Published by: Ingrid King. Last Updated on: November 1, 2022 by Crystal Uys
Chronic Kidney Disease (CKD) is a common disease in cats, especially senior cats. There are a number of different terms used for this condition, including Chronic Renal Failure, Chronic Kidney Insufficiency, or simply Kidney or Renal Disease. All of them mean that the cat’s kidneys are not functioning optimally.

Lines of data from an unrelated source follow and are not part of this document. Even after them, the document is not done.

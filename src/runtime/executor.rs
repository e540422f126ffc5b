//! Chat request executor

use super::traits::{ChatContract, HistoryStore, SessionSubmitter};
use crate::chat::{read_new_messages, AssistantResponse, ChatError};
use crate::state_machine::{transition, ChatContext, ChatState, Effect, Event};
use std::collections::VecDeque;

/// Drives one chat request from user message to assistant reply.
///
/// Generic over the contract and history implementations so tests can run
/// it against mocks.
pub struct ChatCoordinator<C, H>
where
    C: ChatContract,
    H: HistoryStore,
{
    context: ChatContext,
    state: ChatState,
    contract: C,
    history: H,
}

impl<C, H> ChatCoordinator<C, H>
where
    C: ChatContract,
    H: HistoryStore,
{
    pub fn new(context: ChatContext, contract: C, history: H) -> Self {
        Self {
            context,
            state: ChatState::Idle,
            contract,
            history,
        }
    }

    /// Submit `text` and poll until the oracle replies or the request fails.
    /// Events are processed in a loop, one effect at a time.
    pub async fn run(mut self, text: String) -> Result<AssistantResponse, ChatError> {
        let mut pending = VecDeque::from([Event::UserMessage { text }]);

        while let Some(event) = pending.pop_front() {
            let result = transition(&self.state, &self.context, event)?;

            if result.new_state.name() != self.state.name() {
                tracing::debug!(
                    from = self.state.name(),
                    to = result.new_state.name(),
                    "Chat state transition"
                );
            }
            self.state = result.new_state;

            for effect in result.effects {
                if let Some(next) = self.execute_effect(effect).await {
                    pending.push_back(next);
                }
            }
        }

        match self.state {
            ChatState::Done {
                session,
                cursor,
                response,
            } => {
                tracing::info!(session_id = session.id, cursor, "Assistant reply received");
                Ok(response)
            }
            ChatState::Failed { error } => {
                tracing::warn!(error = %error, "Chat request failed");
                Err(error)
            }
            other => Err(ChatError::InvalidTransition(format!(
                "stopped in state {}",
                other.name()
            ))),
        }
    }

    async fn execute_effect(&self, effect: Effect) -> Option<Event> {
        match effect {
            Effect::AppendHistory { message } => {
                self.history.append(message).await;
                None
            }

            Effect::SubmitTranscript => {
                let transcript = self.history.transcript().await;
                match self.contract.create_session(&transcript).await {
                    Ok(session_id) => {
                        tracing::info!(session_id, "Chat session created");
                        Some(Event::SessionCreated { session_id })
                    }
                    Err(error) => Some(Event::SubmissionFailed { error }),
                }
            }

            Effect::ReadMessages {
                session_id,
                start_index,
            } => match read_new_messages(&self.contract, session_id, start_index).await {
                Ok(messages) => Some(Event::MessagesRead { messages }),
                Err(error) => Some(Event::ReadFailed { error }),
            },

            Effect::ScheduleRetry { delay } => {
                tracing::debug!(delay_ms = delay.as_millis(), "No reply yet, waiting");
                tokio::time::sleep(delay).await;
                Some(Event::PollTimerFired)
            }
        }
    }
}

CKD is different from acute kidney disease, which can strike at any age and is caused by a sudden event, such as ingestion of antifreeze, blood clots, a bacterial infection or kidney stones.
Healthy kidneys act like a filter to remove waste products from the body. They regulate electrolytes such as potassium and phosphorous, and they produce erythropoietin which stimulates red blood cell production. Kidneys produce rennin, which contributes toward regulating blood pressure. Kidneys also play a major role in turning vitamin D into its active form, which controls calcium balance in the body.
When kidney function becomes compromised, cats may not even show symptoms at first. However, the disease is progressive and damage is irreversible, which is why early diagnosis and intervention is so important.
Your vet will run a blood chemistry panel and a urinalysis to measure the concentration of the urine. Urine concentration decreases as kidney function is lost. Your vet may also recommend additional tests to rule out infection.
Stages of CKD
Once kidney disease is diagnosed, it is “staged,” which means a determination is made, based on lab values, about how much the disease has progressed. There are four stages of CKD.
The creatinine level in the blood (a measure of how well kidneys are performing) is lower than 1.6, which means that less than 66% of kidney functions have been lost. Cats will most likely not show any clinical signs while in Stage 1.
The creatinine level is between 1.6 and 2.8, which means that 66% to 75% of kidney function has been lost. Clinical signs are usually mild or absent at this stage.
The creatinine level is between 2.9 and 5.0, which means that 76% to 90% of kidney functions has been lost. At this stage, typical signs of kidney disease, such as increased thirst and urination, weight loss, lack of appetite, and weakness, are usually noticeable. At this stage, cats may benefit from subcutaneous fluid administration to support remaining kidney function and prevent dehydration.
The creatinine level is higher than 5.0, which means that at least 90% of kidney function has been lost. At this end stage, cats are usually very sick. Loss of appetite, poor grooming and lethargy may be very pronounced. Cats may need more frequent fluid administration.
For a more detailed and indepth look at the stages of CKD, take a look at the IRIS (International Renal Interest Society) Staging Guidelines.
There is no cure for CKD, but proper treatment can keep cats happy and healthy for quite some time after diagnosis, in some cases, for years. Therapy is aimed at minimizing the buildup of toxic waste products in the bloodstream, maintaining adequate hydration, addressing disturbances in electrolyte concentration, supporting appropriate nutrition, controlling blood pressure, and slowing the progression of the disease.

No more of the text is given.